Fabrication of Cuvette-Type LSPR Sensor Chip
Development of Plasmonically Active Strips With Various Transparent Substrates
In order to determine the optimal substrate for LSPR sensor chip fabrication, various glass substrates (0.4 mm ordinary glass, 0.5 mm ordinary glass, 0.4 mm tempered glass, 0.5 mm tempered glass, 0.5 mm chemically strengthened glass, slide glass, and cover glass) were coated with AuNPs and the plasmon absorbance was then measured and analyzed. Each glass substrate was soaked in methanol and ultrasonic cleaned for 20 min to remove dust and foreign substances on the glass substrate, followed by washing three times with distilled water to remove the remaining methanol. The glass substrate was subsequently immersed in a 0.5% APTES solution and reacted at 60°C for 1 h. Any APTES that had not bound to the glass substrate was rinsed off with distilled water, and the glass substrate was immersed in the AuNPs solution for 16 h (Figures S2, S3). The glass substrate was then rinsed with water and the absorbance measured using a UV-vis spectrophotometer.
Optimization of APTES Concentration on the Plasmonically Active Strips
To analyze the effect of APTES concentration on the detection ability of plasmonically active strips, the glass substrate was first immersed in methanol and sonicated for 20 min to clean it, and the remaining methanol was removed by washing the substrate with distilled water three times. The glass substrate was then immersed in various concentrations of APTES solution (0, 0.0001, 0.0005, 0.001, 0.005, 0.01, 0.05, 0.1, 0.5, 1, and 2%) and reacted at 60°C for 1 h. Any APTES not bound to the glass substrate was removed and the substrate was then immersed in the AuNP solution for 16 h. The absorbance of the glass substrates fabricated using different concentrations of APTES was measured using a UV-vis spectrophotometer.
Optimization of APTES Reaction Temperature and Dipping Time for Gold Nanoparticles Solution
After the optimal concentration of APTES had been determined, the deposition efficiency and plasmonic properties of the AuNPs on the substrate were evaluated according to reaction temperature and time.

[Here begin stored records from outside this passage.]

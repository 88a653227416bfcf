//! Logging configuration module
//!
//! # Environment Variables
//! - `LOG_FORMAT`: Output format - `json` (default) or `pretty`
//! - `RUST_LOG`: Log level filter (default: `info`)
//!
//! Logs are written to stderr; stdout carries the price report.

use tracing_subscriber::EnvFilter;

/// Default filter when `RUST_LOG` is not set
pub const DEFAULT_LOG_FILTER: &str = "info";

/// Supported log output formats
#[derive(Debug, Clone, Copy, PartialEq, Eq)]
pub enum LogFormat {
    Json,
    Pretty,
}

impl LogFormat {
    /// Parse a `LOG_FORMAT` value. Anything other than `pretty` means JSON.
    pub fn parse(value: Option<&str>) -> Self {
        match value {
            Some("pretty") => LogFormat::Pretty,
            _ => LogFormat::Json,
        }
    }

    /// Read `LOG_FORMAT` from the environment
    pub fn from_env() -> Self {
        Self::parse(std::env::var("LOG_FORMAT").ok().as_deref())
    }
}

/// Initialize logging with configurable format
///
/// Reads `LOG_FORMAT` from environment:
/// - `json` (default): Machine-parseable JSON output
/// - `pretty`: Human-readable output for development
///
/// Also respects `RUST_LOG` for log level filtering (default: `info`).
/// Must be called at most once per process.
pub fn init_logging() {
    let env_filter =
        EnvFilter::try_from_default_env().unwrap_or_else(|_| EnvFilter::new(DEFAULT_LOG_FILTER));

    match LogFormat::from_env() {
        LogFormat::Pretty => {
            tracing_subscriber::fmt()
                .with_env_filter(env_filter)
                .with_writer(std::io::stderr)
                .pretty()
                .init();
        }
        LogFormat::Json => {
            tracing_subscriber::fmt()
                .with_env_filter(env_filter)
                .with_writer(std::io::stderr)
                .json()
                .init();
        }
    }
}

The glass substrate was immersed in an APTES solution prepared at a concentration of 0.5%, and the AuNP deposition efficiency was analyzed for the temperature range 30–70°C at intervals of 10°C. After the ideal APTES functionalization conditions had been determined for the glass substrate (0.5% APTES at 60°C for 1 h), additional experiments were performed to determine the optimal self-assembly reaction time (2, 4, 6, 8, or 10 h) for the deposition of a high density, single layer of AuNPs with amine functional groups on the substrate.
pH Test for Stabile Interaction of Anti-CRP on the Plasmonically Active Strips
Plasmonically active strips prepared in this study were reacted for 15 min in PBS buffer solution at different pH values (pH 6, 6.8, 7.4, 7.8, 8.5, 9.5) and the plasmon absorption spectra were confirmed by UV-vis spectrophotometer. In order to determine the optimum active pH condition for anti-CRP, the chip was reacted under the same conditions as above in PBS buffer of various pH including anti-CRP (10 μg/mL), and the difference in the absorption plasmon spectrum depending on the reaction between the plasmonically active strip and anti-CRP was evaluated (Meyer et al., 2007).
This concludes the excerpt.